• EXERCISE PROMPT: The entries below hold a line with "filename backend/src/domain/ports/poi_store.rs" and a line with "Documents carry raw". Return those lines and all that lie between them, exactly and only.

• DATA RECORDS:
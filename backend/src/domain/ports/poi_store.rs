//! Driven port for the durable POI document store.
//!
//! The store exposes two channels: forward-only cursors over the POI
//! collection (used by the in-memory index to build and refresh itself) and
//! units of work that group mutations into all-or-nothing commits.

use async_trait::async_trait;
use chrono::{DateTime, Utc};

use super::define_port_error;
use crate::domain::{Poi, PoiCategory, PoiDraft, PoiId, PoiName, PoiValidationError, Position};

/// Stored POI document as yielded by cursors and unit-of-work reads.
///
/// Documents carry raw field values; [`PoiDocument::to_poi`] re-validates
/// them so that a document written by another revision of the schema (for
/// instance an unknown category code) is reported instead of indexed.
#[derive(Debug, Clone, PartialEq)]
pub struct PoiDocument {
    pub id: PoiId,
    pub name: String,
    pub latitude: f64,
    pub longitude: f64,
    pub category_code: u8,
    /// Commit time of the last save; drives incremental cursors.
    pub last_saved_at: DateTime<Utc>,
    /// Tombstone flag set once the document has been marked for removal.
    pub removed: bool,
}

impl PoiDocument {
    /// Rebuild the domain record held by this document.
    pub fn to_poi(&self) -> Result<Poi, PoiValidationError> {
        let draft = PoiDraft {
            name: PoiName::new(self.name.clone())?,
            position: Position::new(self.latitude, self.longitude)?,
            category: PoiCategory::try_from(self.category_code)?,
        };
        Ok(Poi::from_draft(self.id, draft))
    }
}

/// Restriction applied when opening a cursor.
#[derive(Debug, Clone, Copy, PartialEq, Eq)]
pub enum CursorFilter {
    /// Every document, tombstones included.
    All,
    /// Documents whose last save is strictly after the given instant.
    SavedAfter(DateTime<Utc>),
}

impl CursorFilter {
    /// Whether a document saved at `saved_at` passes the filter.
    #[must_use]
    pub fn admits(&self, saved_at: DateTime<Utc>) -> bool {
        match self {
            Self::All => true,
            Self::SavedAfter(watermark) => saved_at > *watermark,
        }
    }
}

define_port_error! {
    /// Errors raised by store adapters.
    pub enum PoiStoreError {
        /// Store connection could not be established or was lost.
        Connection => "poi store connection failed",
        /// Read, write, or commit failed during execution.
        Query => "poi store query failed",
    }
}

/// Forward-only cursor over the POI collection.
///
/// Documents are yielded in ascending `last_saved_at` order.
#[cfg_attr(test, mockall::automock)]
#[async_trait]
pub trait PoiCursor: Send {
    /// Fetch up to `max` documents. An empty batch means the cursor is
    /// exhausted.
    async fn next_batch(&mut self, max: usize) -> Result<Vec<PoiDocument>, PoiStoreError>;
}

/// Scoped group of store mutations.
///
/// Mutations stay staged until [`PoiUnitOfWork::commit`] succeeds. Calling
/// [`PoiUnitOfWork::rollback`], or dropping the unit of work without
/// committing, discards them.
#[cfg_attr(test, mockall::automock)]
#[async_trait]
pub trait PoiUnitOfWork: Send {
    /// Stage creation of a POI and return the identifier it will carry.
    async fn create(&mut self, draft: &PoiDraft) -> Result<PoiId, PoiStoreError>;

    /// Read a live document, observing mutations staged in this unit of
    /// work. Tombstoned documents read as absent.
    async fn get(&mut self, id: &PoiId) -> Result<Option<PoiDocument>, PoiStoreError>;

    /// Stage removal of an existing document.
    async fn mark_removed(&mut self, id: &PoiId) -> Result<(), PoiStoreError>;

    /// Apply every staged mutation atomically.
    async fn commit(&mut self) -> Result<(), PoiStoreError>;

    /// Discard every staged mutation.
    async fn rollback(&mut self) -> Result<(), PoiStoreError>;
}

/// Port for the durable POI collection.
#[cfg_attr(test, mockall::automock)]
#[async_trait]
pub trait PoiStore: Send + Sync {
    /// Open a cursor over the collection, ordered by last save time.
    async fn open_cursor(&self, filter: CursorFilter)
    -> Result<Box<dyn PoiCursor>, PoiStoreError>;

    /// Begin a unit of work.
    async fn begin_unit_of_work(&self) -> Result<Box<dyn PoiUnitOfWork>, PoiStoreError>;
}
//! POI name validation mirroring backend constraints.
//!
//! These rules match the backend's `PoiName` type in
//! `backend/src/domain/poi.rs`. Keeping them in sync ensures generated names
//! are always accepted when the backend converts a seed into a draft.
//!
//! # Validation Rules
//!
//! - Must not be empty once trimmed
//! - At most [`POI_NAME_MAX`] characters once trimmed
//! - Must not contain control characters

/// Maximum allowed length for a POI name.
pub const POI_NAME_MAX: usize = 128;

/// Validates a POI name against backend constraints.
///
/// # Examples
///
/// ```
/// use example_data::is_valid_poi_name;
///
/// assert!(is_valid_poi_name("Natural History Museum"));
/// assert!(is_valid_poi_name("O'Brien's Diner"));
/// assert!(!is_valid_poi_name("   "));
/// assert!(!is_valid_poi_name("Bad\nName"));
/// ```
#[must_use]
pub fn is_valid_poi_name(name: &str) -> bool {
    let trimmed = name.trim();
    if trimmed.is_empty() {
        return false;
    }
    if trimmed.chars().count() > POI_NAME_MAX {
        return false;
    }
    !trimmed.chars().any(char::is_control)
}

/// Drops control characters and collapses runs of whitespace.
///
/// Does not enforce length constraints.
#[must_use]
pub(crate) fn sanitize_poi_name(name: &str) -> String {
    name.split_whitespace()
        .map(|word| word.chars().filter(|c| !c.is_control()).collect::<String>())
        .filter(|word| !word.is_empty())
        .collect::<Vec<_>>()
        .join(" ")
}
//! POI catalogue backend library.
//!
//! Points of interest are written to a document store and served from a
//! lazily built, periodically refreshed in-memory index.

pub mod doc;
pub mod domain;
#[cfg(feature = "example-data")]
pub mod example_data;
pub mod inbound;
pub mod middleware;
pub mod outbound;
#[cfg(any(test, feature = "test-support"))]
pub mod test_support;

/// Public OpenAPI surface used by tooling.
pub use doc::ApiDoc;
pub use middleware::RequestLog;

--

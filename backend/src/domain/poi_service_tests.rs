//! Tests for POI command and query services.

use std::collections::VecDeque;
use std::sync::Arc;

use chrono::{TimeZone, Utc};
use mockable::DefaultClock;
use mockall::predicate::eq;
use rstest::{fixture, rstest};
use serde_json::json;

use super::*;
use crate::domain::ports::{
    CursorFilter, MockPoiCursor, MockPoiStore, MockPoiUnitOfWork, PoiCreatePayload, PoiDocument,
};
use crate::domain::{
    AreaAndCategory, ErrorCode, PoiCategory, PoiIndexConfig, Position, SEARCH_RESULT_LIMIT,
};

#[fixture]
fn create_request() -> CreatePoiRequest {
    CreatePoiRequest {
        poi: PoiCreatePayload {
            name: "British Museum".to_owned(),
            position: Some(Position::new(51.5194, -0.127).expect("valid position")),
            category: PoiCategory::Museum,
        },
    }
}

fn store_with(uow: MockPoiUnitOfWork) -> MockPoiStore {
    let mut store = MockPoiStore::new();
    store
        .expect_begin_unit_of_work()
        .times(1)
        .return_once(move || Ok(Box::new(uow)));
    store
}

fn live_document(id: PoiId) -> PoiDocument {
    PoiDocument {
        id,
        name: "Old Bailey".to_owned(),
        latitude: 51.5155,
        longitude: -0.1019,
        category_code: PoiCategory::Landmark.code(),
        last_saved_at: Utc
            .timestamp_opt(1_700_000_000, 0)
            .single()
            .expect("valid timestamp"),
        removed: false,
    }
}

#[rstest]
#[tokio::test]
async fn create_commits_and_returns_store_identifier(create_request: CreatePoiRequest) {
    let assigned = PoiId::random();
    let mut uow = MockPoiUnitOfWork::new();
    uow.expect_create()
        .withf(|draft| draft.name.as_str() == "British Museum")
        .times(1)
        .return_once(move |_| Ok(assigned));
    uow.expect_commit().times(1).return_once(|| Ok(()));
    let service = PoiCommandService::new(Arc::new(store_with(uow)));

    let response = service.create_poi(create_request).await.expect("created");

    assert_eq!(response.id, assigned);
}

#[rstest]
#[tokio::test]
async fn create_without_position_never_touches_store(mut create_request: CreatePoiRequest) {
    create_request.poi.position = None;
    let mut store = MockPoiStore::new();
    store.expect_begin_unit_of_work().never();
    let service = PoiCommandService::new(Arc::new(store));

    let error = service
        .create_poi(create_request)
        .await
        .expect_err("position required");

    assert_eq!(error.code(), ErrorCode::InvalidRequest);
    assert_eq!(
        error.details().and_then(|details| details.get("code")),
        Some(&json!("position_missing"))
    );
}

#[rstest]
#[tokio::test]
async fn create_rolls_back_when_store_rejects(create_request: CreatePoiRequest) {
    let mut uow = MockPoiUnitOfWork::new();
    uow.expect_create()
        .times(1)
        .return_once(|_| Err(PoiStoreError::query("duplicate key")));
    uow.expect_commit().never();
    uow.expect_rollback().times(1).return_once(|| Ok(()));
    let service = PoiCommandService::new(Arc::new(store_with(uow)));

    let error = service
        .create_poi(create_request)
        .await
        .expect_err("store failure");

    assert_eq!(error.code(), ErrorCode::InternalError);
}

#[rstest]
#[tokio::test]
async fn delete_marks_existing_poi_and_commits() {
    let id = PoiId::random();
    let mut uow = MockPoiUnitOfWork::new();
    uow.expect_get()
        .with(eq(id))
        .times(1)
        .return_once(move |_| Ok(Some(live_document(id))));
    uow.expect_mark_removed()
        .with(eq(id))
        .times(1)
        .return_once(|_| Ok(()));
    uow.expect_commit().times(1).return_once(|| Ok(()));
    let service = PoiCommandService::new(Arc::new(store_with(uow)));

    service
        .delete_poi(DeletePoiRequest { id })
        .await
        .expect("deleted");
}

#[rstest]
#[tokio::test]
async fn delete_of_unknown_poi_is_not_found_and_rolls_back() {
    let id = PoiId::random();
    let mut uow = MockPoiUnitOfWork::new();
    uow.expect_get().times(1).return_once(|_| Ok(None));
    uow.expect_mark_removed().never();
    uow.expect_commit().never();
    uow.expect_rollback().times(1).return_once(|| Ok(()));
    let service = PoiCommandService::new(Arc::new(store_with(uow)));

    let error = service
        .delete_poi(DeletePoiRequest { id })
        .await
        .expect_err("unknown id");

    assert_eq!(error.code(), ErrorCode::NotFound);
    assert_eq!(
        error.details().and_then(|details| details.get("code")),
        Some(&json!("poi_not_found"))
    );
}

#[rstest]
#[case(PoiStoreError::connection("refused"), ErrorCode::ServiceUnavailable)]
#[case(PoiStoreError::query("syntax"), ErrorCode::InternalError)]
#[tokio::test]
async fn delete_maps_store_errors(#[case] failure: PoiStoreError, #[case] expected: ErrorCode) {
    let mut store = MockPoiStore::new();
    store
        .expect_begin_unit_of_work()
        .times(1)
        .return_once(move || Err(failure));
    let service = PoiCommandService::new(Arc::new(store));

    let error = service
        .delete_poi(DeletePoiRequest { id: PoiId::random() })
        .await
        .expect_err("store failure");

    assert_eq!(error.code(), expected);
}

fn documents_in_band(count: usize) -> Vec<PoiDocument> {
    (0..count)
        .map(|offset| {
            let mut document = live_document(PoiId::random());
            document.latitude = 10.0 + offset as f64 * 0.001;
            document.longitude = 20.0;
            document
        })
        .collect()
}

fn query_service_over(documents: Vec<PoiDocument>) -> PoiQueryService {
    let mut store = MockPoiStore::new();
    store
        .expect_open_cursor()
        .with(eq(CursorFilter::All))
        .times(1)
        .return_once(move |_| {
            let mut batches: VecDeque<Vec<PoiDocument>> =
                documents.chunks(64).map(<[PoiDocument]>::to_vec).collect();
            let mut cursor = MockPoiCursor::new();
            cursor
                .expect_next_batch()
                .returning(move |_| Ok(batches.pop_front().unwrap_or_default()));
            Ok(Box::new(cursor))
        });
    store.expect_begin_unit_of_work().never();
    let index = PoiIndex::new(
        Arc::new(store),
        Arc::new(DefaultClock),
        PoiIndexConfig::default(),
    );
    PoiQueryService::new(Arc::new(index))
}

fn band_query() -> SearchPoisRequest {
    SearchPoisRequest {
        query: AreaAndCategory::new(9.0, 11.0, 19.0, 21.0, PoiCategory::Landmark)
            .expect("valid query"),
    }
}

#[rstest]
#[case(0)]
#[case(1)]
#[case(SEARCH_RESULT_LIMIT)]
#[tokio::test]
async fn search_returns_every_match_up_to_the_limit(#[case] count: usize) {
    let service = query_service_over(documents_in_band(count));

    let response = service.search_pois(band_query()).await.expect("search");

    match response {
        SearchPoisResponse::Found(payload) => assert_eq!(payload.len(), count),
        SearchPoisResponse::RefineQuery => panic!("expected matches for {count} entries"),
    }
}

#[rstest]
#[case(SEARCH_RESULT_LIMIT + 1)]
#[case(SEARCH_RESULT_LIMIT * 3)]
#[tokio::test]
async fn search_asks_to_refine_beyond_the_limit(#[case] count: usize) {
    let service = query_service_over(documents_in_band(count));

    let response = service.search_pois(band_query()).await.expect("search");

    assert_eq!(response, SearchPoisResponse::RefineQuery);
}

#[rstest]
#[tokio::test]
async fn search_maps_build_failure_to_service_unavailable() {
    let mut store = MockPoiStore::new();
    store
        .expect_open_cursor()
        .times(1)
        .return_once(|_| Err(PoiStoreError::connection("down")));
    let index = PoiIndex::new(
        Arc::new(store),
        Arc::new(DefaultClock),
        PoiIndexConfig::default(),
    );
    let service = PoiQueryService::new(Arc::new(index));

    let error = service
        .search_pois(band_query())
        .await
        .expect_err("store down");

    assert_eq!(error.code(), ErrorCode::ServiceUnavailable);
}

• EXERCISE SOLUTION:
filename backend/src/domain/ports/poi_store.rs
//! Driven port for the durable POI document store.
//!
//! The store exposes two channels: forward-only cursors over the POI
//! collection (used by the in-memory index to build and refresh itself) and
//! units of work that group mutations into all-or-nothing commits.

use async_trait::async_trait;
use chrono::{DateTime, Utc};

use super::define_port_error;
use crate::domain::{Poi, PoiCategory, PoiDraft, PoiId, PoiName, PoiValidationError, Position};

/// Stored POI document as yielded by cursors and unit-of-work reads.
///
/// Documents carry raw field values; [`PoiDocument::to_poi`] re-validates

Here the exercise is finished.